> **Task requirements**
Print verbatim the opening line of the material and every subsequent line through the one containing "pub mod debounce;".
---+---
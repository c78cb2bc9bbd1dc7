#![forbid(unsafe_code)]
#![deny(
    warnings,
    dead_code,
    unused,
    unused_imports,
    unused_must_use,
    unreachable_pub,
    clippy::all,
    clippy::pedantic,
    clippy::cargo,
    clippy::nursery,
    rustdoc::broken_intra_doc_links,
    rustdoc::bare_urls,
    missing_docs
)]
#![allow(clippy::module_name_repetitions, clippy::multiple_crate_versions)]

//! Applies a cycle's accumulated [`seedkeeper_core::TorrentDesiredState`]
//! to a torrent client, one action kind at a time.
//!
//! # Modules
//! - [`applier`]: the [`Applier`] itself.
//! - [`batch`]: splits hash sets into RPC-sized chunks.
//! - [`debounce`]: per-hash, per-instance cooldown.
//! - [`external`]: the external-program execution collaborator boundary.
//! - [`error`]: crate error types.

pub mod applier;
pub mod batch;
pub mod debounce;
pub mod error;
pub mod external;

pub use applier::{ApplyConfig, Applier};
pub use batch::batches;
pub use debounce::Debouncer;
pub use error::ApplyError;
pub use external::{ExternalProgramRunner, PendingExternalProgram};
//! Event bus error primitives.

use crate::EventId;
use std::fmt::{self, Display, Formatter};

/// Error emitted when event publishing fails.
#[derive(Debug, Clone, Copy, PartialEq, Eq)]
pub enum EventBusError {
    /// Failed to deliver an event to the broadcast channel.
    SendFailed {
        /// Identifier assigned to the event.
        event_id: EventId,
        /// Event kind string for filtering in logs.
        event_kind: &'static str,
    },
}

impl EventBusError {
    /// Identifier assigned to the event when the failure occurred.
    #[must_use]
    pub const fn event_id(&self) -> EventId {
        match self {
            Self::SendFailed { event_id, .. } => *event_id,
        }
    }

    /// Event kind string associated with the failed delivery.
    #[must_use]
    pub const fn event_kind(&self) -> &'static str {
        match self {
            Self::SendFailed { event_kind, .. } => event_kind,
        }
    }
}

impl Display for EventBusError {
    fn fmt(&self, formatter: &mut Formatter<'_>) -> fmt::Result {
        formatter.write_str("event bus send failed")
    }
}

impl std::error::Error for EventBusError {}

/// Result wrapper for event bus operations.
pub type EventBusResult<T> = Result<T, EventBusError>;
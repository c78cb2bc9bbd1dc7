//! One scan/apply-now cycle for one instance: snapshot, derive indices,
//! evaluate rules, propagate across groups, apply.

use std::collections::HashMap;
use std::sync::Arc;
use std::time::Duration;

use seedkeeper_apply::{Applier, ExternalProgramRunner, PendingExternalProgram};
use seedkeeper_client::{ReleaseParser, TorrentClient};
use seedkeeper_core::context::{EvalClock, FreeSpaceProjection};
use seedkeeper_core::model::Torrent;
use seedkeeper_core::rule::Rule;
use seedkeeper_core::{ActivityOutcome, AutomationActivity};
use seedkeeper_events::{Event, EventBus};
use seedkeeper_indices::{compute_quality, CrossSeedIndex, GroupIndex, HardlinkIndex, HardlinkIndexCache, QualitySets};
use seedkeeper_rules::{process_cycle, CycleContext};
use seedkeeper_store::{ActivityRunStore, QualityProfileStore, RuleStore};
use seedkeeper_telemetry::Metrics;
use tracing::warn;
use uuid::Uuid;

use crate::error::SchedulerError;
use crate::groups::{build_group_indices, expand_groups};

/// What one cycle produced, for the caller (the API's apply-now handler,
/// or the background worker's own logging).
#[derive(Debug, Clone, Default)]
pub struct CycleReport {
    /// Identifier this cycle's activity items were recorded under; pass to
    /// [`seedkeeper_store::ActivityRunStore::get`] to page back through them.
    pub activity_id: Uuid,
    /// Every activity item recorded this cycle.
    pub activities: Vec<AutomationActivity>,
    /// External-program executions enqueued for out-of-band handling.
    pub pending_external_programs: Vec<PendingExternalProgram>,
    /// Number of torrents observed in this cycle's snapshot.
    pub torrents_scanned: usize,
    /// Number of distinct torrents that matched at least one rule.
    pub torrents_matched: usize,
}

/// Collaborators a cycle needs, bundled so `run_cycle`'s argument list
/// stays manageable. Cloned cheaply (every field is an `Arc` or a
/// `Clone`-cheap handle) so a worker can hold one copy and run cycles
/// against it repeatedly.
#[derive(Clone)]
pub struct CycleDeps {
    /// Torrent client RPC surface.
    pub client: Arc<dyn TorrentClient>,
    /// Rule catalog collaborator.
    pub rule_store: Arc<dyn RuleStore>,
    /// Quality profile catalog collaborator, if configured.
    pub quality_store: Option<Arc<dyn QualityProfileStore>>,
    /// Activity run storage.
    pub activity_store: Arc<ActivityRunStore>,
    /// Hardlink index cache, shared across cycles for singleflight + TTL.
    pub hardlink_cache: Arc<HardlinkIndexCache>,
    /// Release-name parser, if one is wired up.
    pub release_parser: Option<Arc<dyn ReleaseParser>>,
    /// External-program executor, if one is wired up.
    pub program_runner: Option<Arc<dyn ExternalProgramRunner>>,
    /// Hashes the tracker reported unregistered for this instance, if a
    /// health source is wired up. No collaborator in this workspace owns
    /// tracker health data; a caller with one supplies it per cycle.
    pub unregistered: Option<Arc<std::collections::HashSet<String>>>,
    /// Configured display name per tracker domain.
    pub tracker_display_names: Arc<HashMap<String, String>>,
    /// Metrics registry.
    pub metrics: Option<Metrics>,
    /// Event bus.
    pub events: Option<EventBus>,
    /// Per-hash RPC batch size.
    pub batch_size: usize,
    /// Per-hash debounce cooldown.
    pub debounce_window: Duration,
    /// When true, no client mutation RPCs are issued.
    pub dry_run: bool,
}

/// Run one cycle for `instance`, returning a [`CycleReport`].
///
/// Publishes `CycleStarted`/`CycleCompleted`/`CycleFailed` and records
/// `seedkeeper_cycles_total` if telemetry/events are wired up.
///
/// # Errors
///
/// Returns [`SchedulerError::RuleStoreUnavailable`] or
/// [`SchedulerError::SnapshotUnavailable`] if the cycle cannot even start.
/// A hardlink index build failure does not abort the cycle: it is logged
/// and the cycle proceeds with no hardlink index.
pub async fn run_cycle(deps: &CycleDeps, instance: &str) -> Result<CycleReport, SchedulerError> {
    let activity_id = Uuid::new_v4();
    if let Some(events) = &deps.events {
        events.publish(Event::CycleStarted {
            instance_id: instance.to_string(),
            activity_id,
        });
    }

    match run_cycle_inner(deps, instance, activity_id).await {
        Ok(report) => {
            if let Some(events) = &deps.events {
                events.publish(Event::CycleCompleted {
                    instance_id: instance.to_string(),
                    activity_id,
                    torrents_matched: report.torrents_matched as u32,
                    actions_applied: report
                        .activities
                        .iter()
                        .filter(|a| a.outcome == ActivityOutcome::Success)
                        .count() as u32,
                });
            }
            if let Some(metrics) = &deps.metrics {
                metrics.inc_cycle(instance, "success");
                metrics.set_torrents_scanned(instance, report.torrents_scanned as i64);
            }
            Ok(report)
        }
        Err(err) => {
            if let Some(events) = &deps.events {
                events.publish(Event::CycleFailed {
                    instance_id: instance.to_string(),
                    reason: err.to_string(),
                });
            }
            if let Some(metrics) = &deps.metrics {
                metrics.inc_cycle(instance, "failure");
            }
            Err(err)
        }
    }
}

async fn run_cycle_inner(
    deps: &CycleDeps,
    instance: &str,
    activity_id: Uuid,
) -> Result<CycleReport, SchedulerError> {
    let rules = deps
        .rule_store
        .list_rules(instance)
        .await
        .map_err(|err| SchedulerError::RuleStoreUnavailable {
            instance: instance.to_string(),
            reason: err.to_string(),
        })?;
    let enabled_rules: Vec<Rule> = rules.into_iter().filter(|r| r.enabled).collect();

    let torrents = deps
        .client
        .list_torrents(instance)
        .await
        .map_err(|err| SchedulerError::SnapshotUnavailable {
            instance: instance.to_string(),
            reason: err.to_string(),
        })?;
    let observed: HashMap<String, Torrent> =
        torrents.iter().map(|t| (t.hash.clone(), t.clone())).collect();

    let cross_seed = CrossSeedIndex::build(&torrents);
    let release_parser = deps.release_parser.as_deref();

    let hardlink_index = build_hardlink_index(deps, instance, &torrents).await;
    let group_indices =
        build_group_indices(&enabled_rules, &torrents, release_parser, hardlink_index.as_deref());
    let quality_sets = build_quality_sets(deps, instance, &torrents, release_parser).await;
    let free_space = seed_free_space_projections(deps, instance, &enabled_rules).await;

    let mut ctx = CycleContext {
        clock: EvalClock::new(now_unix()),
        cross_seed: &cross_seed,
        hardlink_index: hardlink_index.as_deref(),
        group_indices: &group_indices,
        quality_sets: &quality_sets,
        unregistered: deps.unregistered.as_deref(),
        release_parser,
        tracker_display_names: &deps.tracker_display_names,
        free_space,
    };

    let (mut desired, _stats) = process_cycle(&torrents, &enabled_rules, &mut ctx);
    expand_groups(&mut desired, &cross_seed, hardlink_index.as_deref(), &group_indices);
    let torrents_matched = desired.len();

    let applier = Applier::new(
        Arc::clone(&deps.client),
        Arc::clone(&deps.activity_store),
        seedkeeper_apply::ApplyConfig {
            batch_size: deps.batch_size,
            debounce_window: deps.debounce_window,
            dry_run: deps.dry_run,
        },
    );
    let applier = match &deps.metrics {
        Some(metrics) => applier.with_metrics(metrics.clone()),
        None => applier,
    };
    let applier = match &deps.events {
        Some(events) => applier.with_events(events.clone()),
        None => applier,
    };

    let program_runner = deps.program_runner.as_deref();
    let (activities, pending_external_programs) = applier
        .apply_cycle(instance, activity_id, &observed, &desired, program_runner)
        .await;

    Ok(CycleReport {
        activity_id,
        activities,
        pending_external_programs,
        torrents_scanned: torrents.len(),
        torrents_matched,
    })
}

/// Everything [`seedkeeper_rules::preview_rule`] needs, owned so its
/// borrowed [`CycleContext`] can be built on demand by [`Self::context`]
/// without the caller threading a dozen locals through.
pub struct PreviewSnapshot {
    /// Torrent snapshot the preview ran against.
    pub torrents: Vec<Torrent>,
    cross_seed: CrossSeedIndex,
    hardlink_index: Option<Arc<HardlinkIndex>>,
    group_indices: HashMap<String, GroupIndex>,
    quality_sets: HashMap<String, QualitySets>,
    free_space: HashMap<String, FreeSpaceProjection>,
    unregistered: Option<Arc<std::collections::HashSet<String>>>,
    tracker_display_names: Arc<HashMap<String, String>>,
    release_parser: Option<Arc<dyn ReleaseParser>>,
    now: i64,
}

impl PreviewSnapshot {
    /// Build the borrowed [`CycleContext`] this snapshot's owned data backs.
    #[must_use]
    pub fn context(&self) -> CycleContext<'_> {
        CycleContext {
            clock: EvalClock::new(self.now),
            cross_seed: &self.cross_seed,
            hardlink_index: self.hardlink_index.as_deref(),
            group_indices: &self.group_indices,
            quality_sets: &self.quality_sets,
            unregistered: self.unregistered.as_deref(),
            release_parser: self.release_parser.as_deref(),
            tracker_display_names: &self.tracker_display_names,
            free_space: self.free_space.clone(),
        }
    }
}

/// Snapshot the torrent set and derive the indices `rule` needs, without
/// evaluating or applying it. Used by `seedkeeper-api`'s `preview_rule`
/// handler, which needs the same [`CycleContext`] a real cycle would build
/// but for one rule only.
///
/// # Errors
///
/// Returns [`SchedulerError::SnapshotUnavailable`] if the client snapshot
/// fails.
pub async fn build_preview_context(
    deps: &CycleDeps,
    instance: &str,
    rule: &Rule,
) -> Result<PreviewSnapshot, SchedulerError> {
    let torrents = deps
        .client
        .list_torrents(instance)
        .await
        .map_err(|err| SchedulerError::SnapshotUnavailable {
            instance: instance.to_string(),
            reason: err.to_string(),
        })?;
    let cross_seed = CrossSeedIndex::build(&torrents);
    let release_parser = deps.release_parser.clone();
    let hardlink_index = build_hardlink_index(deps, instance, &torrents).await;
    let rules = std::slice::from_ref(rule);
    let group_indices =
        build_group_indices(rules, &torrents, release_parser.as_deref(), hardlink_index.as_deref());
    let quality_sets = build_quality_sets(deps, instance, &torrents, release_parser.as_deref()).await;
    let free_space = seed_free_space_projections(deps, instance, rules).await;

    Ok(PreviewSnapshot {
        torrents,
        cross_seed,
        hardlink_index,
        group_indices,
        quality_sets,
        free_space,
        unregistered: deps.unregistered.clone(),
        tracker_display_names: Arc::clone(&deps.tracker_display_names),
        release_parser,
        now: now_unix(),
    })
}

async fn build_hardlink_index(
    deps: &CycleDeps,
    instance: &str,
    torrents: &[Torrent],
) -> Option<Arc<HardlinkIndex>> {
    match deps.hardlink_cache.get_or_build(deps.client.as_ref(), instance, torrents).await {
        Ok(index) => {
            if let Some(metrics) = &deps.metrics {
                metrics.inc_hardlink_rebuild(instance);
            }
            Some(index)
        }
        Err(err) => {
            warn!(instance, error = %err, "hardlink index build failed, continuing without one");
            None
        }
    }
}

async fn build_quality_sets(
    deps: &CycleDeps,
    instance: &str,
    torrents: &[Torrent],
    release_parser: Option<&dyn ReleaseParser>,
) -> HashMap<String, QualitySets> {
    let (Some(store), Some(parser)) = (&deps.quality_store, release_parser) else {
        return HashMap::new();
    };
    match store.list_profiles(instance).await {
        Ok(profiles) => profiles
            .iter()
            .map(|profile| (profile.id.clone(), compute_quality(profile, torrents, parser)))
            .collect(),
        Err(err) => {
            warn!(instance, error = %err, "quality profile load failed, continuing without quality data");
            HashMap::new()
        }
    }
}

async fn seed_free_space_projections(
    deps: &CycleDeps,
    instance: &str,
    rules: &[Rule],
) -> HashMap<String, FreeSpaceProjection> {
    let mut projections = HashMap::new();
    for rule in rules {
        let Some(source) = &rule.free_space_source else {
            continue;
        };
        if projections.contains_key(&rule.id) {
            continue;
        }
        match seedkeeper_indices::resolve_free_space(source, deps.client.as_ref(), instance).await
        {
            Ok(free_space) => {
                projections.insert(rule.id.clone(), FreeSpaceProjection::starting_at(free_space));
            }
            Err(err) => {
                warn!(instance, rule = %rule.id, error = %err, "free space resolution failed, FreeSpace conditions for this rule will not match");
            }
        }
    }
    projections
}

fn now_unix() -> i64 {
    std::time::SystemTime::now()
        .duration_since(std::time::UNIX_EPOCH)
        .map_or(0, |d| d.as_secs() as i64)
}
---+---
> **Final answer**
repository c78cb2bc9bbd1dc7
#![forbid(unsafe_code)]
#![deny(
    warnings,
    dead_code,
    unused,
    unused_imports,
    unused_must_use,
    unreachable_pub,
    clippy::all,
    clippy::pedantic,
    clippy::cargo,
    clippy::nursery,
    rustdoc::broken_intra_doc_links,
    rustdoc::bare_urls,
    missing_docs
)]
#![allow(clippy::module_name_repetitions, clippy::multiple_crate_versions)]

//! Applies a cycle's accumulated [`seedkeeper_core::TorrentDesiredState`]
//! to a torrent client, one action kind at a time.
//!
//! # Modules
//! - [`applier`]: the [`Applier`] itself.
//! - [`batch`]: splits hash sets into RPC-sized chunks.
//! - [`debounce`]: per-hash, per-instance cooldown.
//! - [`external`]: the external-program execution collaborator boundary.
//! - [`error`]: crate error types.

pub mod applier;
pub mod batch;
pub mod debounce;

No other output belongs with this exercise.